How to measure train and test dataset divergence¶

Problem Statement¶

When evaluating new testing data, or comparing two datasets, we often want to have a quantitative way of comparing and evaluating shifts in covariates. HP divergence is a nonparametric divergence metric which gives the distance between two datasets. A divergence of 0 means that the two datasets are approximately identically distributed. A divergence of 1 means the two datasets are completely separable.

When to use¶

The Divergence class should be used when you would like to know how far two datasets are diverged for one another. For example, if you would like to measure operational drift.

What you will need¶

A Python environment with the following packages installed:
- dataeval or dataeval[all]
A set of image embeddings for each dataset (usually obtained with an AutoEncoder)

Setting up¶

Let’s import the required libraries needed to set up a minimal working example

from maite_datasets.image_classification import MNIST

from dataeval.data import Embeddings
from dataeval.metrics.estimators import divergence

Loading in data¶

Load the MNIST data and create the training dataset. For the purposes of this example, we will use subsets of the training (4000) data.

# Load in the training mnist dataset and use the first 4000
train_ds = MNIST(root="./data/", image_set="train", download=True)

# Extract the first 4000 embeddings
embeddings = Embeddings(train_ds, batch_size=400)[:4000]

print("Number of samples: ", len(embeddings))
print("Image shape:", embeddings[0].shape)

Number of samples:  4000
Image shape: torch.Size([784])

Calculate initial divergence¶

Let’s calculate the divergence between the first 2000 images and the second 2000 images from this sample.

data_a = embeddings[:2000]
data_b = embeddings[2000:]

div = divergence(data_a, data_b)
print(div)

{'divergence': np.float64(0.1855), 'errors': np.int64(1629)}

We estimate that the divergence between these (identically distributed) images sets is at or close to 0.

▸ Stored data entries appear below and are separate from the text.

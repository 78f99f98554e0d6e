use thiserror::Error;

/// Errors surfaced synchronously by the tracker before any cookie state is
/// recomputed or any beacon is sent.
#[derive(Debug, Error, Clone, PartialEq, Eq)]
pub enum TrackerError {
    #[error("invalid argument: {0}")]
    InvalidArgument(String),
    #[error("out of range: {0}")]
    OutOfRange(String),
    #[error("internal consistency error: {0}")]
    Internal(String),
}

impl TrackerError {
    pub fn invalid(message: impl Into<String>) -> Self {
        Self::InvalidArgument(message.into())
    }

    pub fn out_of_range(message: impl Into<String>) -> Self {
        Self::OutOfRange(message.into())
    }
}

pub type TrackerResult<T> = Result<T, TrackerError>;
use serde::{Deserialize, Serialize};

/// An interaction reported alongside (or instead of) a page view.
///
/// Category and action are optional at the type level so that callers
/// relaying untrusted input get a validation error rather than a panic;
/// the encoder requires both.
#[derive(Debug, Clone, Default, PartialEq, Eq, Serialize, Deserialize)]
pub struct Event {
    pub category: Option<String>,
    pub action: Option<String>,
    #[serde(default)]
    pub label: Option<String>,
    #[serde(default)]
    pub value: Option<i64>,
    #[serde(default)]
    pub non_interaction: bool,
}

impl Event {
    pub fn new(category: impl Into<String>, action: impl Into<String>) -> Self {
        Self {
            category: Some(category.into()),
            action: Some(action.into()),
            ..Default::default()
        }
    }

    pub fn with_label(mut self, label: impl Into<String>) -> Self {
        self.label = Some(label.into());
        self
    }

    pub fn with_value(mut self, value: i64) -> Self {
        self.value = Some(value);
        self
    }

    pub fn non_interactive(mut self) -> Self {
        self.non_interaction = true;
        self
    }
}
//! Relay integration tests
//!
//! Drive the HTTP relay with in-process requests and check the status codes,
//! outcome header and `Set-Cookie` headers it returns.

use async_trait::async_trait;
use axum::{
    body::Body,
    http::{header, Request, StatusCode},
    Router,
};
use std::net::SocketAddr;
use std::sync::{Arc, Mutex};
use tower::{Layer, ServiceExt};

use utm_relay::bot::{BotDetector, BotList};
use utm_relay::config::{RelayConfig, TrackerConfig, TrustedProxyMode};
use utm_relay::relay::{create_relay_router, RelayState, OUTCOME_HEADER};
use utm_relay::session::{FixedClock, FixedIds};
use utm_relay::transport::{BeaconRequest, Transport, TransportResult};

/// Helper layer to inject ConnectInfo for tests
#[derive(Clone)]
struct TestConnectInfoLayer;

impl<S> Layer<S> for TestConnectInfoLayer {
    type Service = TestConnectInfoMiddleware<S>;

    fn layer(&self, inner: S) -> Self::Service {
        TestConnectInfoMiddleware { inner }
    }
}

#[derive(Clone)]
struct TestConnectInfoMiddleware<S> {
    inner: S,
}

impl<S, B> tower::Service<Request<B>> for TestConnectInfoMiddleware<S>
where
    S: tower::Service<Request<B>> + Clone,
{
    type Response = S::Response;
    type Error = S::Error;
    type Future = S::Future;

    fn poll_ready(
        &mut self,
        cx: &mut std::task::Context<'_>,
    ) -> std::task::Poll<Result<(), Self::Error>> {
        self.inner.poll_ready(cx)
    }

    fn call(&mut self, mut req: Request<B>) -> Self::Future {
        let addr = SocketAddr::from(([198, 51, 100, 23], 40000));
        req.extensions_mut()
            .insert(axum::extract::connect_info::ConnectInfo(addr));
        self.inner.call(req)
    }
}

#[derive(Default)]
struct RecordingTransport {
    requests: Mutex<Vec<BeaconRequest>>,
}

#[async_trait]
impl Transport for RecordingTransport {
    async fn get(&self, request: &BeaconRequest) -> TransportResult<String> {
        self.requests.lock().unwrap().push(request.clone());
        Ok(String::new())
    }
}

fn tracker_config() -> TrackerConfig {
    let mut config = TrackerConfig::default();
    config.set_option("account", "UA-12345-1").unwrap();
    config
}

fn app(transport: Arc<RecordingTransport>, relay: RelayConfig, bots: Option<BotList>) -> Router {
    create_relay_router(RelayState {
        tracker: tracker_config(),
        relay,
        bot_detector: bots.map(|list| Arc::new(list) as Arc<dyn BotDetector>),
        transport: Some(transport as Arc<dyn Transport>),
        clock: Arc::new(FixedClock(1_700_000_000)),
        ids: Arc::new(FixedIds {
            visitor_id: 42,
            nonce: 7,
        }),
    })
    .layer(TestConnectInfoLayer)
}

fn set_cookies(response: &axum::response::Response) -> Vec<String> {
    response
        .headers()
        .get_all(header::SET_COOKIE)
        .iter()
        .map(|v| v.to_str().unwrap().to_string())
        .collect()
}

#[tokio::test]
async fn test_health() {
    let app = app(Arc::default(), RelayConfig::default(), None);
    let response = app
        .oneshot(Request::builder().uri("/health").body(Body::empty()).unwrap())
        .await
        .unwrap();
    assert_eq!(response.status(), StatusCode::OK);
}

#[tokio::test]
async fn test_page_view_sets_tracking_cookies() {
    let transport = Arc::new(RecordingTransport::default());
    let app = app(transport.clone(), RelayConfig::default(), None);

    let request = Request::builder()
        .uri("/collect/pageview?path=%2Fpricing&title=Pricing")
        .header(header::HOST, "example.com:8080")
        .header(header::USER_AGENT, "Mozilla/5.0")
        .header(header::ACCEPT_LANGUAGE, "en-US,en;q=0.5")
        .header(header::COOKIE, "theme=dark; __utma=5.9.100.100.100.2")
        .body(Body::empty())
        .unwrap();
    let response = app.oneshot(request).await.unwrap();

    assert_eq!(response.status(), StatusCode::NO_CONTENT);
    assert_eq!(response.headers()[&OUTCOME_HEADER], "sent");

    let cookies = set_cookies(&response);
    assert_eq!(cookies.len(), 4);
    assert!(cookies[0].starts_with("__utma=5.9.100.100.1700000000.3; Expires="));
    assert!(cookies[0].ends_with("; Path=/; Domain=.example.com"));
    assert_eq!(cookies[2], "__utmc=5; Path=/; Domain=.example.com");

    let requests = transport.requests.lock().unwrap();
    assert_eq!(requests.len(), 1);
    let beacon = url::Url::parse(&requests[0].url).unwrap();
    let params: Vec<(String, String)> = beacon.query_pairs().into_owned().collect();
    assert!(params.contains(&("utmhn".to_string(), "example.com".to_string())));
    assert!(params.contains(&("utmp".to_string(), "/pricing".to_string())));
    assert!(params.contains(&("utmdt".to_string(), "Pricing".to_string())));
    assert!(params.contains(&("utmul".to_string(), "en-us".to_string())));
    assert!(params.contains(&("utmip".to_string(), "198.51.100.0".to_string())));
    assert_eq!(requests[0].remote_address.as_deref(), Some("198.51.100.23"));
}

#[tokio::test]
async fn test_event_uses_forwarded_address_behind_proxy() {
    let transport = Arc::new(RecordingTransport::default());
    let relay = RelayConfig {
        trusted_proxy_mode: TrustedProxyMode::Standard,
        num_trusted_proxies: Some(1),
    };
    let app = app(transport.clone(), relay, None);

    let request = Request::builder()
        .uri("/collect/event?category=Video&action=Play&value=12&ni=1")
        .header(header::HOST, "example.com")
        .header("x-forwarded-for", "203.0.113.9, 10.0.0.1")
        .body(Body::empty())
        .unwrap();
    let response = app.oneshot(request).await.unwrap();
    assert_eq!(response.status(), StatusCode::NO_CONTENT);

    let requests = transport.requests.lock().unwrap();
    let beacon = url::Url::parse(&requests[0].url).unwrap();
    let params: Vec<(String, String)> = beacon.query_pairs().into_owned().collect();
    assert!(params.contains(&("utme".to_string(), "5(Video*Play)(12)".to_string())));
    assert!(params.contains(&("utmni".to_string(), "1".to_string())));
    assert!(params.contains(&("utmip".to_string(), "203.0.113.0".to_string())));
}

#[tokio::test]
async fn test_incomplete_event_is_bad_request() {
    let transport = Arc::new(RecordingTransport::default());
    let app = app(transport.clone(), RelayConfig::default(), None);

    let request = Request::builder()
        .uri("/collect/event?category=Video")
        .header(header::HOST, "example.com")
        .body(Body::empty())
        .unwrap();
    let response = app.oneshot(request).await.unwrap();

    assert_eq!(response.status(), StatusCode::BAD_REQUEST);
    assert!(set_cookies(&response).is_empty());
    assert!(transport.requests.lock().unwrap().is_empty());
}

#[tokio::test]
async fn test_bot_gets_no_cookies() {
    let transport = Arc::new(RecordingTransport::default());
    let bots = BotList::parse_csv("\"Googlebot\",\"66.249.66.1\",\"Googlebot/2.1\"\n");
    let app = app(transport.clone(), RelayConfig::default(), Some(bots));

    let request = Request::builder()
        .uri("/collect/pageview?path=/")
        .header(header::HOST, "example.com")
        .header(header::USER_AGENT, "Googlebot/2.1")
        .body(Body::empty())
        .unwrap();
    let response = app.oneshot(request).await.unwrap();

    assert_eq!(response.status(), StatusCode::NO_CONTENT);
    assert_eq!(response.headers()[&OUTCOME_HEADER], "suppressed");
    assert!(set_cookies(&response).is_empty());
    assert!(transport.requests.lock().unwrap().is_empty());
}

#[tokio::test]
async fn test_invalid_referer_is_ignored() {
    let transport = Arc::new(RecordingTransport::default());
    let app = app(transport.clone(), RelayConfig::default(), None);

    let request = Request::builder()
        .uri("/collect/pageview")
        .header(header::HOST, "example.com")
        .header(header::REFERER, "not a url")
        .body(Body::empty())
        .unwrap();
    let response = app.oneshot(request).await.unwrap();
    assert_eq!(response.status(), StatusCode::NO_CONTENT);

    let requests = transport.requests.lock().unwrap();
    let beacon = url::Url::parse(&requests[0].url).unwrap();
    let params: Vec<(String, String)> = beacon.query_pairs().into_owned().collect();
    assert!(params.contains(&("utmr".to_string(), "-".to_string())));
}

#[tokio::test]
async fn test_ipv6_literal_host() {
    let transport = Arc::new(RecordingTransport::default());
    let app = app(transport.clone(), RelayConfig::default(), None);

    let request = Request::builder()
        .uri("/collect/pageview?path=/")
        .header(header::HOST, "[::1]:3000")
        .body(Body::empty())
        .unwrap();
    let response = app.oneshot(request).await.unwrap();
    assert_eq!(response.status(), StatusCode::NO_CONTENT);

    let requests = transport.requests.lock().unwrap();
    let beacon = url::Url::parse(&requests[0].url).unwrap();
    let params: Vec<(String, String)> = beacon.query_pairs().into_owned().collect();
    assert!(params.contains(&("utmhn".to_string(), "::1".to_string())));
}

Loading in corrupted data¶

Now let’s load in a corrupted mnist dataset.

corrupted_ds = MNIST(root="./data", image_set="train", corruption="translate", download=True)
corrupted_emb = Embeddings(corrupted_ds, batch_size=64)[:2000]

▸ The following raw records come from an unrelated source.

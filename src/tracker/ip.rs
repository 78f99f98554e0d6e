//! Visitor address validation and anonymization

use regex::Regex;
use std::net::Ipv4Addr;
use std::sync::OnceLock;

use crate::error::{TrackerError, TrackerResult};

fn dotted_quad() -> &'static Regex {
    static PATTERN: OnceLock<Regex> = OnceLock::new();
    PATTERN.get_or_init(|| {
        Regex::new(r"^((\d{1,3}\.){3})\d{1,3}$").expect("dotted quad pattern is valid")
    })
}

/// Parse a visitor address; only IPv4 dotted quads are accepted. Octets may
/// carry leading zeros (`010.0.0.1`) but must fit in a byte.
pub fn parse_remote_address(remote_address: &str) -> TrackerResult<Ipv4Addr> {
    let invalid = || {
        TrackerError::invalid(format!(
            "remote address '{remote_address}' is not a valid IPv4 address"
        ))
    };
    let trimmed = remote_address.trim();
    if !dotted_quad().is_match(trimmed) {
        return Err(invalid());
    }
    let mut octets = [0u8; 4];
    for (octet, group) in octets.iter_mut().zip(trimmed.split('.')) {
        *octet = group.parse().map_err(|_| invalid())?;
    }
    Ok(Ipv4Addr::from(octets))
}

/// Address reported in the beacon: the first three groups with the last
/// replaced by `0`. Anything that does not look like a dotted quad reports
/// as empty.
///
/// The check is textual, so `124.455.3.123` reports as `124.455.3.0`.
pub fn ip_to_report(remote_address: &str) -> String {
    dotted_quad()
        .captures(remote_address)
        .and_then(|caps| caps.get(1))
        .map(|prefix| format!("{}0", prefix.as_str()))
        .unwrap_or_default()
}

print("Number of corrupted samples: ", len(corrupted_emb))
print("Corrupted image shape:", corrupted_emb[0].shape)

Number of corrupted samples:  2000
Corrupted image shape: torch.Size([784])

Calculate corrupted divergence¶

Now lets calculate the Divergence between this corrupted dataset and the original images

div = divergence(data_a, corrupted_emb)
print(div)

{'divergence': np.float64(0.963), 'errors': np.int64(74)}

We conclude that the translated MNIST images are significantly different from the original images.